La famille, encore, mais cette fois beaucoup plus problématique, malgré des conditions matérielles tout à fait autres. Nora (Renata Reinsve qui fut Julie) est une actrice de théâtre, qu’on découvre à l’ouverture du film en prise avec un trac paralysant, avant une représentation où elle triomphera. Sa sœur Agnes (Inga Ibsdotter Lilleaas) a préféré un emploi sûr et le statut d’épouse et mère au métier d’actrice auquel elle était promise. Après la mort de leur mère, elles doivent affronter leur père Gustav, cinéaste autrefois réputé (Stellan Skarsgârd), qui a oublié de les aimer. Il propose à Nora le rôle principal dans son prochain film, mais elle refuse catégoriquement. Il choisit alors l’actrice hollywoodienne Rachel Kemp (Elle Fanning). Lorsque le tournage commence dans sa Norvège natale, Gustav pense pouvoir renouer avec ses filles…
Quand, dans cette rubrique, nous disions tout le bien à penser de Oslo, 31 août (2011), nous fondions beaucoup d’espoirs sur le réalisateur Joachim Trier. Espoirs fondés puisque Julie, en 12 chapitres (2021), qu’un beau succès public récompensa (Renata Reinsve obtint le prix d’interprétation à Cannes), confirma pour le moins son talent. Valeur sentimentale, grand prix du jury à Cannes, le hisse au niveau des grands cinéastes contemporains.

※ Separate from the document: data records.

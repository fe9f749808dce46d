// Copyright (c) 2025 Steve Wagner (ciroque@live.com)
// SPDX-License-Identifier: MIT

//! Name-keyed store of the containers tasks share.
//!
//! Insertion order is preserved so resets and dumps are deterministic.
//! Containers are either added by the application or created on demand by
//! [`ParameterRegistry::find_or_create`] through a [`ContainerFactory`].

use std::cell::RefCell;
use std::collections::HashMap;
use std::rc::Rc;

use indexmap::IndexMap;

use crate::errors::RegistryError;
use crate::observability::messages::registry::{
    ContainerAutoCreated, ContainerKindMismatch, ContainerReplaced, UnknownContainerKind,
};
use crate::observability::messages::StructuredLog;
use crate::traits::{ContainerHandle, ContainerKind};

/// Reentrancy guards shared by nested task lists.
///
/// Only the outermost list that finds a guard free acquires it, and only that
/// list performs the guarded side effects (registry reset, ready-to-save
/// bookkeeping).
#[derive(Debug, Clone, Copy, PartialEq, Eq)]
pub enum RegistryGuard {
    DoNotReset,
    IsProcessing,
}

type Constructor = Box<dyn Fn() -> ContainerHandle>;

/// Maps kind tags to default constructors.
pub struct ContainerFactory {
    constructors: HashMap<&'static str, Constructor>,
}

impl ContainerFactory {
    pub fn empty() -> Self {
        Self {
            constructors: HashMap::new(),
        }
    }

    pub fn register<T: ContainerKind>(&mut self) {
        self.constructors
            .insert(T::KIND, Box::new(|| ContainerHandle::new(T::default())));
    }

    pub fn create(&self, kind: &str) -> Option<ContainerHandle> {
        self.constructors.get(kind).map(|constructor| constructor())
    }

    pub fn is_kind_available(&self, kind: &str) -> bool {
        self.constructors.contains_key(kind)
    }

    pub fn list_available_kinds(&self) -> Vec<&'static str> {
        let mut kinds: Vec<_> = self.constructors.keys().copied().collect();
        kinds.sort_unstable();
        kinds
    }
}

impl Default for ContainerFactory {
    /// No kinds; backends register their own.
    fn default() -> Self {
        Self::empty()
    }
}

struct RegistryEntry {
    handle: ContainerHandle,
    auto_created: bool,
}

pub struct ParameterRegistry {
    entries: IndexMap<String, RegistryEntry>,
    factory: ContainerFactory,
    owner: bool,
    ready_to_save: bool,
    do_not_reset: bool,
    is_processing: bool,
}

impl Default for ParameterRegistry {
    fn default() -> Self {
        Self::new()
    }
}

impl ParameterRegistry {
    pub fn new() -> Self {
        Self::with_factory(ContainerFactory::default())
    }

    pub fn with_factory(factory: ContainerFactory) -> Self {
        Self {
            entries: IndexMap::new(),
            factory,
            owner: false,
            ready_to_save: false,
            do_not_reset: false,
            is_processing: false,
        }
    }

    /// When set, the registry keeps every container it displaces or removes
    /// instead of handing it back to the caller.
    pub fn set_owner(&mut self, owner: bool) {
        self.owner = owner;
    }

    pub fn is_owner(&self) -> bool {
        self.owner
    }

    pub fn factory(&self) -> &ContainerFactory {
        &self.factory
    }

    pub fn factory_mut(&mut self) -> &mut ContainerFactory {
        &mut self.factory
    }

    pub fn len(&self) -> usize {
        self.entries.len()
    }

    pub fn is_empty(&self) -> bool {
        self.entries.is_empty()
    }

    pub fn names(&self) -> impl Iterator<Item = &str> {
        self.entries.keys().map(String::as_str)
    }

    pub fn find(&self, name: &str) -> Option<ContainerHandle> {
        self.entries.get(name).map(|entry| entry.handle.clone())
    }

    pub fn find_as<T: ContainerKind>(&self, name: &str) -> Option<Rc<RefCell<T>>> {
        self.entries
            .get(name)
            .and_then(|entry| entry.handle.downcast::<T>())
    }

    /// Register a container. Adding the very same container again is a no-op.
    pub fn add(&mut self, name: &str, handle: ContainerHandle) -> Result<(), RegistryError> {
        if let Some(existing) = self.entries.get(name) {
            if existing.handle.ptr_eq(&handle) {
                return Ok(());
            }
            return Err(RegistryError::DuplicateName {
                name: name.to_string(),
            });
        }
        self.entries.insert(
            name.to_string(),
            RegistryEntry {
                handle,
                auto_created: false,
            },
        );
        Ok(())
    }

    /// Look up `name`, creating a default container of `kind` if absent.
    pub fn find_or_create(&mut self, kind: &str, name: &str) -> Result<ContainerHandle, RegistryError> {
        if let Some(entry) = self.entries.get(name) {
            if entry.handle.kind() != kind {
                let error = RegistryError::KindMismatch {
                    name: name.to_string(),
                    expected: kind.to_string(),
                    found: entry.handle.kind().to_string(),
                };
                ContainerKindMismatch {
                    name,
                    expected: kind,
                    found: entry.handle.kind(),
                }
                .log();
                return Err(error);
            }
            return Ok(entry.handle.clone());
        }

        let Some(handle) = self.factory.create(kind) else {
            UnknownContainerKind { name, kind }.log();
            return Err(RegistryError::UnknownKind {
                kind: kind.to_string(),
                name: name.to_string(),
            });
        };

        ContainerAutoCreated { name, kind }.log();
        self.entries.insert(
            name.to_string(),
            RegistryEntry {
                handle: handle.clone(),
                auto_created: true,
            },
        );
        Ok(handle)
    }

    /// Typed variant of [`find_or_create`](Self::find_or_create).
    pub fn find_or_create_as<T: ContainerKind>(&mut self, name: &str) -> Result<Rc<RefCell<T>>, RegistryError> {
        if let Some(entry) = self.entries.get(name) {
            return entry.handle.downcast::<T>().ok_or_else(|| {
                ContainerKindMismatch {
                    name,
                    expected: T::KIND,
                    found: entry.handle.kind(),
                }
                .log();
                RegistryError::KindMismatch {
                    name: name.to_string(),
                    expected: T::KIND.to_string(),
                    found: entry.handle.kind().to_string(),
                }
            });
        }

        let rc = Rc::new(RefCell::new(T::default()));
        ContainerAutoCreated { name, kind: T::KIND }.log();
        self.entries.insert(
            name.to_string(),
            RegistryEntry {
                handle: ContainerHandle::from_rc(rc.clone()),
                auto_created: true,
            },
        );
        Ok(rc)
    }

    /// Swap the container registered as `name` in place, or add it when the
    /// name is free.
    ///
    /// Returns the displaced container unless the registry owns it (it was
    /// auto-created, or the registry is the owner).
    pub fn replace(&mut self, name: &str, handle: ContainerHandle) -> Option<ContainerHandle> {
        let Some(entry) = self.entries.get_mut(name) else {
            self.entries.insert(
                name.to_string(),
                RegistryEntry {
                    handle,
                    auto_created: false,
                },
            );
            return None;
        };

        if entry.handle.ptr_eq(&handle) {
            return None;
        }

        ContainerReplaced {
            name,
            old_kind: entry.handle.kind(),
            new_kind: handle.kind(),
        }
        .log();
        let displaced = std::mem::replace(
            entry,
            RegistryEntry {
                handle,
                auto_created: false,
            },
        );
        self.hand_back(displaced)
    }

    /// Remove `name`, with the same hand-back rule as [`replace`](Self::replace).
    pub fn remove(&mut self, name: &str) -> Option<ContainerHandle> {
        let displaced = self.entries.shift_remove(name)?;
        self.hand_back(displaced)
    }

    fn hand_back(&self, entry: RegistryEntry) -> Option<ContainerHandle> {
        if self.owner || entry.auto_created {
            None
        } else {
            Some(entry.handle)
        }
    }

    /// Clear the transient state of every container.
    pub fn reset(&mut self) {
        for entry in self.entries.values() {
            if let Some(mut container) = entry.handle.try_borrow_mut() {
                container.reset();
            }
        }
    }

    pub fn set_ready_to_save(&mut self, ready: bool) {
        self.ready_to_save = ready;
        for entry in self.entries.values() {
            if let Some(mut container) = entry.handle.try_borrow_mut() {
                container.set_ready_to_save(ready);
            }
        }
    }

    pub fn is_ready_to_save(&self) -> bool {
        self.ready_to_save
    }

    /// Acquire `guard` if nobody holds it. Returns whether this caller now
    /// holds it.
    pub fn try_acquire(&mut self, guard: RegistryGuard) -> bool {
        let flag = self.guard_flag(guard);
        if *flag {
            return false;
        }
        *flag = true;
        true
    }

    pub fn release(&mut self, guard: RegistryGuard) {
        *self.guard_flag(guard) = false;
    }

    pub fn is_held(&self, guard: RegistryGuard) -> bool {
        match guard {
            RegistryGuard::DoNotReset => self.do_not_reset,
            RegistryGuard::IsProcessing => self.is_processing,
        }
    }

    fn guard_flag(&mut self, guard: RegistryGuard) -> &mut bool {
        match guard {
            RegistryGuard::DoNotReset => &mut self.do_not_reset,
            RegistryGuard::IsProcessing => &mut self.is_processing,
        }
    }
}
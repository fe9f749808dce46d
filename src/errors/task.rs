// Copyright (c) 2025 Steve Wagner (ciroque@live.com)
// SPDX-License-Identifier: MIT

use thiserror::Error;

use crate::errors::RegistryError;
use crate::traits::TaskId;

/// Failure reported by a task from `pre_process`, `post_process` or `re_init`.
#[derive(Error, Debug, Clone, PartialEq)]
pub enum TaskError {
    #[error("{task}: {reason}")]
    Failed { task: String, reason: String },

    #[error(transparent)]
    Registry(#[from] RegistryError),

    #[error("task {id} is already in use (re-entrant call or aliased list)")]
    Busy { id: TaskId },
}

impl TaskError {
    pub fn failed(task: impl Into<String>, reason: impl Into<String>) -> Self {
        TaskError::Failed {
            task: task.into(),
            reason: reason.into(),
        }
    }
}

/// Errors raised while composing task and filter lists.
#[derive(Error, Debug, Clone, PartialEq, Eq)]
pub enum TaskListError {
    #[error("'{list}' cannot be added to itself")]
    SelfInsertion { list: String },

    #[error("adding '{task}' to '{list}' would make the list contain itself")]
    Cycle { list: String, task: String },

    #[error("anchor task {anchor} not found in '{list}'")]
    AnchorNotFound { list: String, anchor: TaskId },

    #[error("task {id} is in use and cannot be inspected")]
    TaskBusy { id: TaskId },
}

/// A filter operator string that matches none of the known spellings.
#[derive(Error, Debug, Clone, PartialEq, Eq)]
#[error("unknown filter operator '{0}' (expected one of &, |, ^, &&, ||, and, or, xor, land, lor)")]
pub struct UnknownFilterOperator(pub String);
// Copyright (c) 2025 Steve Wagner (ciroque@live.com)
// SPDX-License-Identifier: MIT

use crate::backends::local::{container_factory, FilterScope, LocalTaskFactory};
use crate::config::Config;
use crate::engine::{EventLoop, ParameterRegistry};
use crate::errors::TaskFactoryError;

/// Pipeline runtime builder - turns a configuration into a ready-to-run
/// [`EventLoop`].
///
/// The root task list and all of its children are built through
/// [`LocalTaskFactory`], the parameter registry gets its ownership mode and
/// the loop gets its limits.
///
/// # Examples
///
/// ```
/// use iact_pipeline::config::{Config, RuntimeBuilder};
///
/// let cfg: Config = serde_yaml::from_str(r#"
/// event_loop: { max_events: 5 }
/// task_list:
///   name: MainList
///   tasks:
///     - { kind: counter, name: Events }
/// "#).unwrap();
///
/// let mut event_loop = RuntimeBuilder::from_config(&cfg).unwrap();
/// let summary = event_loop.run().unwrap();
///
/// assert_eq!(summary.events, 5);
/// ```
pub struct RuntimeBuilder;

impl RuntimeBuilder {
    /// Build the event loop for a configuration.
    ///
    /// Run [`validate_config`](crate::config::validate_config) first to get
    /// every problem at once; building stops at the first one.
    pub fn from_config(cfg: &Config) -> Result<EventLoop, TaskFactoryError> {
        let mut scope = FilterScope::new();
        let tasks = LocalTaskFactory::create_task_list(&cfg.task_list, &mut scope)?;

        let mut registry = ParameterRegistry::with_factory(container_factory());
        registry.set_owner(cfg.registry.owner);

        Ok(EventLoop::new(tasks, registry)
            .with_max_events(cfg.event_loop.max_events)
            .with_stream(cfg.event_loop.stream.clone())
            .with_print_statistics(cfg.event_loop.print_statistics))
    }
}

Voilà un beau film sur la famille et sur la création artistique, la première souffrant de la priorité donnée à la seconde, la seconde ne pouvant faire fi de l’inspiration née de la première. Les rapports complexes entre père et filles et entre sœurs, faits de combats entre affection et ressentiments, font penser bien sûr à l’œuvre de Bergman, d’autant plus que le personnage de Gustav peut être lui-même inspiré du maître suédois. Mais Gustav n’a pas tourné depuis quinze ans et ne pratique ni n’expose la violence psychologique, quoique obsédé par son art. Nora travaille souvent dans la souffrance (cf. l’admirable première séquence), mais « elle est très similaire à son père sur un point : leur vie créative, leur travail, constitue leur identité » (Trier). L’humanité bienveillante et réconciliatrice se trouve chez Agnes, seule capable finalement de comprendre ce qui se joue dans le projet du père cinéaste et dans son conflit avec Nora. La relation entre les deux sœurs est très forte, très émouvante, appuyée, comme tout le film, sur des dialogues ciselés. Le présent est filmé caméra à l’épaule, en tension, le passé en caméra fixe, référence rassurante ou au contraire oppressante. Mais ce qui unit le tout, c’est la maison, personnage essentiel : Valeur sentimentale s’ouvre sur la demeure dont l’histoire et celle de ses occupants est contée par une voix off et, au long du récit, par les modifications du décor intérieur traduisant surtout les traumatismes ou échecs successifs de Gustav.
Tout cela est conté avec une douceur mélancolique et empathique, évitant les « scènes à faire », hurlements, ou crises déferlantes. On retrouve à un niveau presque parfait la tonalité mélodique si caractéristique de ce cinéaste majeur.